U.S. Coast Guard MH-60T Jayhawk aviators, assigned to Sector Southeastern Alaska and U.S. Arctic out of USCG Air Station Sitka, perform preflight procedures before conducting flight operations in support of SAREX 2026, April 13, 2026. (Alejandro Peña/Alaska National Guard)
WASHINGTON — President Donald Trump signed a bill funding most of the Department of Homeland Security within hours of it clearing the House on Thursday, ending a 76-day shutdown.
The department had been shut down since Feb. 14, making it the longest partial government shutdown in U.S. history. Democrats objected to funding Immigration and Customs Enforcement and Border Patrol.
Senate Republicans struck a deal on April 1 to fund the rest of DHS except those two agencies, but House Republicans rejected the plan.

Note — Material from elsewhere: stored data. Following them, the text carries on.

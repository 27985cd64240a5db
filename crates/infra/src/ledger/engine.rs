//! Wallet accounting engine.
//!
//! The only code path that changes a balance. Every write is a
//! read-compute-conditional-write against the wallet's version; losing the race
//! surfaces as `Conflict` and is not retried here, except when refunding the
//! sender of a failed transfer.

use std::sync::Arc;

use chrono::Utc;
use tracing::{error, info, warn};

use digiwallet_core::{Amount, DomainError, DomainResult, ExpectedVersion, UserId};
use digiwallet_wallet::{BalanceDirection, Wallet, WalletStatus};

use crate::store::{StoreError, WalletStore};

/// Version races a transfer refund may lose before giving up.
const REFUND_ATTEMPTS: u32 = 5;

#[derive(Clone)]
pub struct AccountingEngine {
    wallets: Arc<dyn WalletStore>,
}

impl AccountingEngine {
    pub fn new(wallets: Arc<dyn WalletStore>) -> Self {
        Self { wallets }
    }

    async fn load(&self, user_id: UserId) -> DomainResult<Wallet> {
        self.wallets
            .find_by_user(user_id)
            .await?
            .ok_or_else(|| DomainError::not_found("wallet"))
    }

    /// Open a wallet holding the starting balance.
    pub async fn create_wallet(&self, user_id: UserId) -> DomainResult<Wallet> {
        if self.wallets.find_by_user(user_id).await?.is_some() {
            return Err(DomainError::conflict("wallet already exists for this user"));
        }

        let wallet = self
            .wallets
            .insert(Wallet::open(user_id, Utc::now()))
            .await
            .map_err(|e| match e {
                StoreError::Duplicate(_) => {
                    DomainError::conflict("wallet already exists for this user")
                }
                other => other.into(),
            })?;

        info!(
            user_id = %user_id,
            wallet_id = %wallet.id,
            balance = %wallet.balance,
            "wallet created"
        );
        Ok(wallet)
    }

    /// Apply one credit or debit.
    ///
    /// Fails with `NotFound` (no live wallet), `InvalidState` (wallet not
    /// active), `InsufficientFunds` (debit above balance) or `Conflict`
    /// (concurrent write won).
    pub async fn adjust_balance(
        &self,
        user_id: UserId,
        amount: Amount,
        direction: BalanceDirection,
    ) -> DomainResult<Wallet> {
        let wallet = self.load(user_id).await?;
        let balance = wallet.plan_adjustment(direction, amount)?;
        let next = wallet.with_balance(balance, Utc::now());

        let saved = self.wallets.update(next, ExpectedVersion::Exact(wallet.version)).await?;

        info!(
            user_id = %user_id,
            ?direction,
            amount = %amount,
            balance = %saved.balance,
            version = saved.version,
            "wallet balance adjusted"
        );
        Ok(saved)
    }

    /// Debit `sender_id`, then credit `receiver_id`.
    ///
    /// The two writes are not atomic. If the credit fails after the debit
    /// landed, the sender is refunded (even if blocked meanwhile) and the
    /// credit's error is returned. Returns the receiver's wallet.
    pub async fn transfer(
        &self,
        sender_id: UserId,
        receiver_id: UserId,
        amount: Amount,
    ) -> DomainResult<Wallet> {
        if sender_id == receiver_id {
            return Err(DomainError::invalid_input("cannot send money to yourself"));
        }

        // Surface a missing or inactive receiver before any money moves.
        let receiver = self.load(receiver_id).await?;
        if !receiver.is_active() {
            return Err(DomainError::invalid_state(format!(
                "receiver wallet is {}",
                receiver.status
            )));
        }

        self.adjust_balance(sender_id, amount, BalanceDirection::Debit).await?;

        match self.adjust_balance(receiver_id, amount, BalanceDirection::Credit).await {
            Ok(receiver) => Ok(receiver),
            Err(credit_err) => {
                if let Err(compensation_err) = self.refund(sender_id, amount).await {
                    error!(
                        sender_id = %sender_id,
                        receiver_id = %receiver_id,
                        amount = %amount,
                        credit_error = %credit_err,
                        compensation_error = %compensation_err,
                        "transfer compensation failed; sender debited without matching credit"
                    );
                } else {
                    info!(
                        sender_id = %sender_id,
                        receiver_id = %receiver_id,
                        amount = %amount,
                        error = %credit_err,
                        "transfer credit failed; sender refunded"
                    );
                }
                Err(credit_err)
            }
        }
    }

    /// Give `amount` back to a transfer's sender.
    ///
    /// Applies to blocked wallets too, and re-reads and retries when a
    /// concurrent write bumped the version.
    async fn refund(&self, user_id: UserId, amount: Amount) -> DomainResult<Wallet> {
        let mut attempt = 1;
        loop {
            let wallet = self.load(user_id).await?;
            let next = wallet.with_balance(wallet.plan_refund(amount)?, Utc::now());

            match self.wallets.update(next, ExpectedVersion::Exact(wallet.version)).await {
                Ok(saved) => return Ok(saved),
                Err(StoreError::Conflict(msg)) if attempt < REFUND_ATTEMPTS => {
                    warn!(
                        user_id = %user_id,
                        attempt,
                        error = %msg,
                        "refund lost a version race; retrying"
                    );
                    attempt += 1;
                }
                Err(other) => return Err(other.into()),
            }
        }
    }

    pub async fn block_wallet(&self, user_id: UserId) -> DomainResult<Wallet> {
        self.set_status(user_id, WalletStatus::Blocked).await
    }

    pub async fn unblock_wallet(&self, user_id: UserId) -> DomainResult<Wallet> {
        self.set_status(user_id, WalletStatus::Active).await
    }

    /// Idempotent: setting the current status writes nothing.
    async fn set_status(&self, user_id: UserId, status: WalletStatus) -> DomainResult<Wallet> {
        let wallet = self.load(user_id).await?;
        if wallet.status == status {
            return Ok(wallet);
        }

        let saved = self
            .wallets
            .update(wallet.with_status(status, Utc::now()), ExpectedVersion::Exact(wallet.version))
            .await?;
        info!(user_id = %user_id, status = %status, "wallet status changed");
        Ok(saved)
    }

    pub async fn get_wallet(&self, user_id: UserId) -> DomainResult<Wallet> {
        self.load(user_id).await
    }

    pub async fn get_balance(&self, user_id: UserId) -> DomainResult<rust_decimal::Decimal> {
        Ok(self.load(user_id).await?.balance)
    }

    pub async fn list_wallets(&self) -> DomainResult<Vec<Wallet>> {
        Ok(self.wallets.list().await?)
    }
}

Trump announced this month he would sign an executive order to pay all DHS workers who have gone without paychecks during the record-long partial government shutdown.
House leaders finally took it up on Thursday ahead of a 12-day break, and after the White House requested the bill pass immediately.
“In spite of our razor thin, historically small majority, House Republicans continue to deliver for the American people,” said House Speaker Mike Johnson, R-La.
The funding provides money for the Coast Guard.
“The reality today is the Coast Guard is operating in a crisis,” Adm. Kevin Lunday, the service’s commandant, told lawmakers on Tuesday. “This is needlessly harming our people and hollowing out our readiness.”
Thousands of personnel moving stations this summer are not receiving advance allowances, forcing them to take on debt, take out loans or deplete personal savings, he said. Some service members are delaying medical treatments due to the uncertainty over pay.
The service owes more than $300 million in unpaid obligations, CBS News reported. With thousands of utility bills overdue, totaling $5.2 million, duty stations and housing worldwide are facing service shutdowns.
Among them are missed payments for cloud and satellite communications services that threaten to sever vital command-and-control links, Adm. Thomas Allan, the vice commandant of the Coast Guard, told House members in March.
It ceased activities that do not protect human life or property from imminent danger, including routine patrols and fisheries enforcement. Many preparations for this summer’s World Cup and America’s 250th birthday celebrations have also been paused, he said.
DHS is the third-largest department of the federal government, Johnson said, which includes the Federal Emergency Management Agency, the Transportation Security Administration and the Secret Service.